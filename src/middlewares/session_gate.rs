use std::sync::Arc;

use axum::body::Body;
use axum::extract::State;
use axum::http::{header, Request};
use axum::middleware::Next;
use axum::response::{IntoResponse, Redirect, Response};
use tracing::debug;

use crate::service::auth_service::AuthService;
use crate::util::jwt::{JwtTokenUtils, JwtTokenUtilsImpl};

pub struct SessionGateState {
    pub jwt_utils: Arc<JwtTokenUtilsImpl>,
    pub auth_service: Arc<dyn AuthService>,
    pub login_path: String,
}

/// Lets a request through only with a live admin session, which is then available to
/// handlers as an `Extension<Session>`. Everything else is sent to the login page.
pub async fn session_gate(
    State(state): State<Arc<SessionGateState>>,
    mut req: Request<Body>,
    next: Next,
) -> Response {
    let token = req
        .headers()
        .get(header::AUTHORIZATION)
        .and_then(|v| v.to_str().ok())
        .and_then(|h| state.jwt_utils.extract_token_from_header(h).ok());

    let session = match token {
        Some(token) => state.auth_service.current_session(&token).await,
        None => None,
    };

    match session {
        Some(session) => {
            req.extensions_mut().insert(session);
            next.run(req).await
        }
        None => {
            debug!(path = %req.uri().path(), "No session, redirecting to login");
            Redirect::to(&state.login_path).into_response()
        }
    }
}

- - - - - - -

For this exercise, transcribe the whole listing verbatim.

filename src/middlewares/session_gate.rs
use std::sync::Arc;

use axum::body::Body;
use axum::extract::State;
use axum::http::{header, Request};
use axum::middleware::Next;
use axum::response::{IntoResponse, Redirect, Response};
use tracing::debug;

use crate::service::auth_service::AuthService;
use crate::util::jwt::{JwtTokenUtils, JwtTokenUtilsImpl};

pub struct SessionGateState {
    pub jwt_utils: Arc<JwtTokenUtilsImpl>,
    pub auth_service: Arc<dyn AuthService>,
    pub login_path: String,
}

/// Lets a request through only with a live admin session, which is then available to
/// handlers as an `Extension<Session>`. Everything else is sent to the login page.
pub async fn session_gate(
    State(state): State<Arc<SessionGateState>>,
    mut req: Request<Body>,
    next: Next,
) -> Response {
    let token = req
        .headers()
        .get(header::AUTHORIZATION)
        .and_then(|v| v.to_str().ok())
        .and_then(|h| state.jwt_utils.extract_token_from_header(h).ok());

    let session = match token {
        Some(token) => state.auth_service.current_session(&token).await,
        None => None,
    };

    match session {
        Some(session) => {
            req.extensions_mut().insert(session);
            next.run(req).await
        }
        None => {
            debug!(path = %req.uri().path(), "No session, redirecting to login");
            Redirect::to(&state.login_path).into_response()
        }
    }
}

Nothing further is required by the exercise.